There’s also not a single trace of sentimentality or sap in those voices or the songs they sing, which means this is not an album for lightweight listening: it leaps out of the country music traditions that have influenced it and asks that the reader commit to it as wholeheartedly as its creators have.

Laura Coates and Andrew Wrigglesworth are the Melburnians who make up The Weeping Willows. Coates has a voice that could just as easily be turned to torch songs and Wrigglesworth has a distinctive sound that is quite different to Coates’s, in a very good way: to have two similar voices would reduce the effectiveness of each. Together they form a feminine-masculine balance that brings out the best in both.

Many of the tracks are short, effective productions, as befits their style. However, at the core of the album is the long poem ‘Travellin’ Man’, a wistful dance between Coates and Wrigglesworth, that creates a clever change in pace for the album.
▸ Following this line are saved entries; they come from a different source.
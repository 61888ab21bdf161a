//! Lifecycle event reporting
//!
//! Every event is logged locally. When `ENTRYPOINT_EVENTS_URL` is set the
//! event is also POSTed there as JSON so an orchestrator can track node
//! bootstrap progress.

use crate::config::ContainerEnv;
use chrono::Utc;
use reqwest::blocking::Client;
use serde::{Deserialize, Serialize};
use serde_json::{json, Value};
use std::sync::Arc;
use std::thread;
use std::time::Duration;
use tracing::{info, warn};
use uuid::Uuid;

/// All lifecycle events emitted by the entrypoint.
#[derive(Debug, Clone, Serialize, Deserialize)]
#[serde(tag = "type")]
pub enum TelemetryEvent {
    /// Entrypoint started and resolved its mode
    EntrypointStarted {
        mode: String,
        pg_version: String,
        version: String,
    },

    /// Upstream host accepted connections
    UpstreamReady {
        host: String,
        port: u16,
        attempts: u64,
    },

    /// Upstream host never became reachable
    UpstreamTimeout {
        host: String,
        port: u16,
        waited_secs: u64,
    },

    /// pg_basebackup finished cloning the upstream data directory
    DataCloned {
        host: String,
        mode: String,
        duration_ms: u64,
    },

    /// Backup pulled; the container will exit without starting a server
    BackupCompleted { host: String, data_dir: String },

    /// A fresh primary data directory was created
    DatabaseInitialized { data_dir: String },

    /// Configuration and bootstrap SQL finished
    BootstrapCompleted {
        mode: String,
        duration_ms: u64,
        databases: Vec<String>,
    },

    /// Bootstrap failed
    BootstrapFailed { mode: String, error: String },
}

impl TelemetryEvent {
    /// Get the event type name for logging and the JSON payload.
    pub fn event_type(&self) -> &'static str {
        match self {
            Self::EntrypointStarted { .. } => "PG_ENTRYPOINT_STARTED",
            Self::UpstreamReady { .. } => "PG_UPSTREAM_READY",
            Self::UpstreamTimeout { .. } => "PG_UPSTREAM_TIMEOUT",
            Self::DataCloned { .. } => "PG_DATA_CLONED",
            Self::BackupCompleted { .. } => "PG_BACKUP_COMPLETED",
            Self::DatabaseInitialized { .. } => "PG_DATABASE_INITIALIZED",
            Self::BootstrapCompleted { .. } => "PG_BOOTSTRAP_COMPLETED",
            Self::BootstrapFailed { .. } => "PG_BOOTSTRAP_FAILED",
        }
    }

    /// Convert event to a human-readable message.
    pub fn message(&self) -> String {
        match self {
            Self::EntrypointStarted {
                mode,
                pg_version,
                version,
            } => {
                format!(
                    "pg-entrypoint v{} started (mode={}, postgres={})",
                    version, mode, pg_version
                )
            }
            Self::UpstreamReady {
                host,
                port,
                attempts,
            } => {
                format!("{}:{} ready after {} attempt(s)", host, port, attempts)
            }
            Self::UpstreamTimeout {
                host,
                port,
                waited_secs,
            } => {
                format!("{}:{} unreachable after {}s", host, port, waited_secs)
            }
            Self::DataCloned {
                host,
                mode,
                duration_ms,
            } => {
                format!("Cloned {} data from {} in {}ms", mode, host, duration_ms)
            }
            Self::BackupCompleted { host, data_dir } => {
                format!("Backup of {} written to {}", host, data_dir)
            }
            Self::DatabaseInitialized { data_dir } => {
                format!("Initialized new data directory {}", data_dir)
            }
            Self::BootstrapCompleted {
                mode, duration_ms, ..
            } => {
                format!("Bootstrap ({}) completed in {}ms", mode, duration_ms)
            }
            Self::BootstrapFailed { mode, error } => {
                format!("Bootstrap ({}) failed: {}", mode, error)
            }
        }
    }
}

/// Event reporter. Cheap to clone.
#[derive(Clone)]
pub struct Telemetry {
    /// Built only when an endpoint is configured
    client: Option<Arc<Client>>,
    endpoint: Option<String>,
    node: String,
    run_id: String,
    component: String,
}

impl Telemetry {
    /// Create a new reporter from environment variables.
    pub fn from_env(component: &str) -> Self {
        Self::new(component, ContainerEnv::events_endpoint())
    }

    /// Create a reporter with an explicit endpoint (None logs only).
    pub fn new(component: &str, endpoint: Option<String>) -> Self {
        let client = endpoint.as_ref().map(|_| {
            let client = Client::builder()
                .timeout(Duration::from_secs(5))
                .build()
                .unwrap_or_else(|_| Client::new());
            Arc::new(client)
        });

        Self {
            client,
            endpoint,
            node: ContainerEnv::hostname(),
            run_id: Uuid::new_v4().to_string(),
            component: component.to_string(),
        }
    }

    fn payload(&self, event: &TelemetryEvent) -> Value {
        json!({
            "event": event.event_type(),
            "message": event.message(),
            "component": self.component,
            "node": self.node,
            "run_id": self.run_id,
            "timestamp": Utc::now().to_rfc3339(),
            "data": event,
        })
    }

    /// Send an event (fire and forget, non-blocking).
    ///
    /// Errors are logged but do not affect the caller.
    pub fn send(&self, event: TelemetryEvent) {
        info!(event = %event.event_type(), "{}", event.message());

        let (Some(client), Some(endpoint)) = (self.client.clone(), self.endpoint.clone()) else {
            return;
        };
        let payload = self.payload(&event);

        thread::spawn(move || match client.post(&endpoint).json(&payload).send() {
            Ok(resp) if resp.status().is_success() => {}
            Ok(resp) => {
                warn!("Event endpoint returned status {}", resp.status());
            }
            Err(e) => {
                warn!("Event send failed: {}", e);
            }
        });
    }

    /// Send an event synchronously (blocking).
    ///
    /// Use this right before exiting the process so the event is not lost.
    pub fn send_sync(&self, event: TelemetryEvent) -> Result<(), reqwest::Error> {
        info!(event = %event.event_type(), "{}", event.message());

        let (Some(client), Some(endpoint)) = (self.client.as_deref(), self.endpoint.as_deref())
        else {
            return Ok(());
        };

        client
            .post(endpoint)
            .json(&self.payload(&event))
            .send()?
            .error_for_status()?;

        Ok(())
    }
}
The Weeping Willows work within an active, and eclectic, country music community in Melbourne. One of the best things about the wave of relatively new acts who are emerging from this community (and elsewhere) is the way they honour the lineage of the musicians who came before them while finding ways to communicate tradition to a modern audience. Before Darkness Comes A-callin’ is a country music album in the very best sense. Accept no substitutes. 

Before Darkness Comes A-callin’ will be released on 8 April 2016.